Cette tante d'Avignon, dont je n'avais pas entendu parler jusque-là, s'appelait: Mion Gautier (Marie, sans doute). C'était l'unique sœur de grand-père, un peu plus jeune que lui. Elle habitait Avignon, dans une petite maison de la rue Calade, qui lui appartenait, et elle vivait là, toute seule, n'ayant jamais été mariée.

On me raconta, plus tard, la cause du célibat de cette bonne tante Mion, qui avait été dans sa jeunesse très romanesque et d'un idéalisme intransigeant. Elle était fiancée à un jeune homme, sans doute plein de qualités, à qui elle en prêtait d'autres encore, qu'elle considérait comme un héros, un être éthéré, exempt de tout le prosaïsme de la vie. Il venait faire sa cour chaque jour, et elle l'attendait en rêvant, guettant sa venue du haut de sa fenêtre, dont la vue s'étendait sur la campagne, au loin..., hélas.

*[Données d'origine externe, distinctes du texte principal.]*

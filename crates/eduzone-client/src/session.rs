use eduzone_models::UserProfile;
use tracing::{debug, info, warn};

use crate::client::ApiClient;
use crate::error::ClientError;
use crate::store::PersistedAuth;

#[derive(Debug, Clone, PartialEq, Eq, Default)]
pub enum SessionState {
    /// `restore` has not finished yet.
    #[default]
    Loading,
    Unauthenticated,
    Authenticated(UserProfile),
}

impl SessionState {
    pub fn user(&self) -> Option<&UserProfile> {
        match self {
            Self::Authenticated(user) => Some(user),
            _ => None,
        }
    }
}

/// The signed-in user and the lifecycle of their token.
pub struct Session {
    client: ApiClient,
    state: SessionState,
    last_error: Option<String>,
}

impl Session {
    pub fn new(client: ApiClient) -> Self {
        Self {
            client,
            state: SessionState::Loading,
            last_error: None,
        }
    }

    pub fn client(&self) -> &ApiClient {
        &self.client
    }

    pub fn state(&self) -> &SessionState {
        &self.state
    }

    pub fn user(&self) -> Option<&UserProfile> {
        self.state.user()
    }

    pub fn is_authenticated(&self) -> bool {
        matches!(self.state, SessionState::Authenticated(_))
    }

    pub fn last_error(&self) -> Option<&str> {
        self.last_error.as_deref()
    }

    /// Picks up a persisted token and asks the server who it belongs to.
    ///
    /// Any failure (401, network, unreadable store) clears the persisted token and
    /// leaves the session unauthenticated.
    pub async fn restore(&mut self) -> &SessionState {
        let token = match self.client.token_store().token() {
            Ok(Some(token)) => token,
            Ok(None) => {
                self.state = SessionState::Unauthenticated;
                return &self.state;
            }
            Err(e) => {
                warn!(error = %e, "Could not read persisted session");
                self.forget();
                return &self.state;
            }
        };

        match self.client.me().await {
            Ok(user) => {
                debug!(user.id = user.id, "Session restored");
                let persisted = PersistedAuth {
                    token,
                    user: Some(user.clone()),
                };
                if let Err(e) = self.client.token_store().save(&persisted) {
                    warn!(error = %e, "Could not refresh persisted user");
                }
                self.state = SessionState::Authenticated(user);
            }
            Err(e) => {
                if !e.is_unauthorized() {
                    warn!(error = %e, "Session check failed");
                    self.last_error = Some("Authentication failed".to_string());
                }
                self.forget();
            }
        }

        &self.state
    }

    /// Signs in and persists the token and user.
    ///
    /// On failure the returned error's `Display` is the message to show, e.g.
    /// "Invalid credentials".
    pub async fn login(&mut self, email: &str, password: &str) -> Result<UserProfile, ClientError> {
        self.last_error = None;

        let auth = match self.client.login(email, password).await {
            Ok(auth) => auth,
            Err(e) => {
                self.last_error = Some(e.to_string());
                return Err(e);
            }
        };

        self.client.token_store().save(&PersistedAuth {
            token: auth.token,
            user: Some(auth.user.clone()),
        })?;

        info!(user.id = auth.user.id, role = auth.user.role.as_str(), "Logged in");
        self.state = SessionState::Authenticated(auth.user.clone());

        Ok(auth.user)
    }

    /// Clears the persisted token and user before returning.
    pub fn logout(&mut self) {
        self.forget();
        self.last_error = None;
    }

    fn forget(&mut self) {
        if let Err(e) = self.client.token_store().clear() {
            warn!(error = %e, "Could not clear persisted session");
        }
        self.state = SessionState::Unauthenticated;
    }
}
pub mod auth;
pub mod books;
pub mod calendar;
pub mod feedback;
pub mod forms;
pub mod staff;
pub mod system;
pub mod teachers;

Une fois, qu'il s'avançait ainsi, ne prenant pas garde, le malheureux, au danger qu'il courait d'être aperçu par celle qui ne voyait que lui, il s'arrêta, troublé par quelque malaise, et agit comme s'il eût été seul!...

L'indignation de la fiancée n'eut pas de mesure, tout son beau rêve s'effondra subitement, sous le choc de cette vision fâcheuse! Le bien-aimé, désormais exécré, fut chassé; elle ne le revit jamais et jura de rester fille.

Elle tint son serment, la pauvre tante Mion, et sacrifia toute sa vie à cette minute de désenchantement.

Qui sait ce que cachait cette bonne humeur, et cette gaieté exubérante, qui me réjouissait tant aujourd'hui et combien de longues, de douloureuses années de regrets et de renoncements avaient trempé cette âme, encore romanesque et naïve?

Son entrain mit beaucoup de mouvement dans la maison; mon père vint plusieurs fois à Montrouge, pour voir sa tante, il y eut des dîners, où le demi-cercle de la grande table couleur de marron d'Inde, en face de la muraille, était occupé tout entier.

Dès le premier jour, la tante d'Avignon m'avait prise en grande affection et elle me gâtait, comme il faut gâter, sans restriction. J'avais vite reconnu cette façon d'aimer, de laquelle j'étais déshabituée, depuis que j'avais quitté «la Chérie». Cette tendre faiblesse qui excuse tout, se fait complice plutôt que de punir et qui, sur les natures violentes, mais point mauvaises, a souvent de meilleurs effets que la sévérité et les sévices.

Sans doute, me sentant soutenue, j'étais plus diabolique qu'à l'ordinaire, car elle dut faire lever bien des punitions. Quand elle n'y parvenait pas, et qu'exilée dans la chambre aux légumes, j'étais privée de dessert, elle venait me retrouver, en m'apportant le sien.